[[ Provided records, beginning ]]

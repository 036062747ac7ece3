//! Monetary types. All values are integers in minor currency units (cents).

use serde::{Deserialize, Serialize};
use std::fmt;

use crate::{LedgerError, Result};

/// A strictly positive entry amount in minor units.
#[derive(Debug, Clone, Copy, PartialEq, Eq, PartialOrd, Ord, Serialize, Deserialize)]
#[serde(try_from = "i64", into = "i64")]
pub struct Amount(i64);

impl Amount {
    /// Create an amount, rejecting zero and negative values.
    pub fn new(value: i64) -> Result<Self> {
        if value <= 0 {
            return Err(LedgerError::validation(
                "value",
                format!("value must be a positive integer, got {value}"),
            ));
        }
        Ok(Self(value))
    }

    /// Get the raw value.
    pub fn get(&self) -> i64 {
        self.0
    }
}

impl fmt::Display for Amount {
    fn fmt(&self, f: &mut fmt::Formatter<'_>) -> fmt::Result {
        write!(f, "{}", self.0)
    }
}

impl TryFrom<i64> for Amount {
    type Error = LedgerError;

    fn try_from(value: i64) -> Result<Self> {
        Self::new(value)
    }
}

impl From<Amount> for i64 {
    fn from(amount: Amount) -> Self {
        amount.0
    }
}

/// A client's credit limit and current balance.
#[derive(Debug, Clone, Copy, PartialEq, Eq, Serialize, Deserialize)]
pub struct ClientBalance {
    /// Maximum negative balance the client may reach.
    pub limit: i64,
    /// Current running balance.
    pub balance: i64,
}

impl ClientBalance {
    /// Create a new limit/balance pair.
    pub fn new(limit: i64, balance: i64) -> Self {
        Self { limit, balance }
    }

    /// Lowest balance the client may hold.
    pub fn floor(&self) -> i64 {
        -self.limit
    }

    /// Balance after applying `delta`, or `None` on overflow.
    pub fn projected(&self, delta: i64) -> Option<i64> {
        self.balance.checked_add(delta)
    }

    /// Check whether applying `delta` keeps the balance at or above the floor.
    pub fn admits(&self, delta: i64) -> bool {
        self.projected(delta)
            .map(|b| b >= self.floor())
            .unwrap_or(false)
    }
}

[[ Provided records, end ]]

* [Task description]: The records above should be restated word for word, please.

* [Answer]:
repository 036062747ac7ece3
//! Monetary types. All values are integers in minor currency units (cents).

use serde::{Deserialize, Serialize};
use std::fmt;

use crate::{LedgerError, Result};

/// A strictly positive entry amount in minor units.
#[derive(Debug, Clone, Copy, PartialEq, Eq, PartialOrd, Ord, Serialize, Deserialize)]
#[serde(try_from = "i64", into = "i64")]
pub struct Amount(i64);

impl Amount {
    /// Create an amount, rejecting zero and negative values.
    pub fn new(value: i64) -> Result<Self> {
        if value <= 0 {
            return Err(LedgerError::validation(
                "value",
                format!("value must be a positive integer, got {value}"),
            ));
        }
        Ok(Self(value))
    }

    /// Get the raw value.
    pub fn get(&self) -> i64 {
        self.0
    }
}

impl fmt::Display for Amount {
    fn fmt(&self, f: &mut fmt::Formatter<'_>) -> fmt::Result {
        write!(f, "{}", self.0)
    }
}

impl TryFrom<i64> for Amount {
    type Error = LedgerError;

    fn try_from(value: i64) -> Result<Self> {
        Self::new(value)
    }
}

impl From<Amount> for i64 {
    fn from(amount: Amount) -> Self {
        amount.0
    }
}

/// A client's credit limit and current balance.
#[derive(Debug, Clone, Copy, PartialEq, Eq, Serialize, Deserialize)]
pub struct ClientBalance {
    /// Maximum negative balance the client may reach.
    pub limit: i64,
    /// Current running balance.
    pub balance: i64,
}

impl ClientBalance {
    /// Create a new limit/balance pair.
    pub fn new(limit: i64, balance: i64) -> Self {
        Self { limit, balance }
    }

    /// Lowest balance the client may hold.
    pub fn floor(&self) -> i64 {
        -self.limit
    }

    /// Balance after applying `delta`, or `None` on overflow.
    pub fn projected(&self, delta: i64) -> Option<i64> {
        self.balance.checked_add(delta)
    }

    /// Check whether applying `delta` keeps the balance at or above the floor.
    pub fn admits(&self, delta: i64) -> bool {
        self.projected(delta)
            .map(|b| b >= self.floor())
            .unwrap_or(false)
    }
}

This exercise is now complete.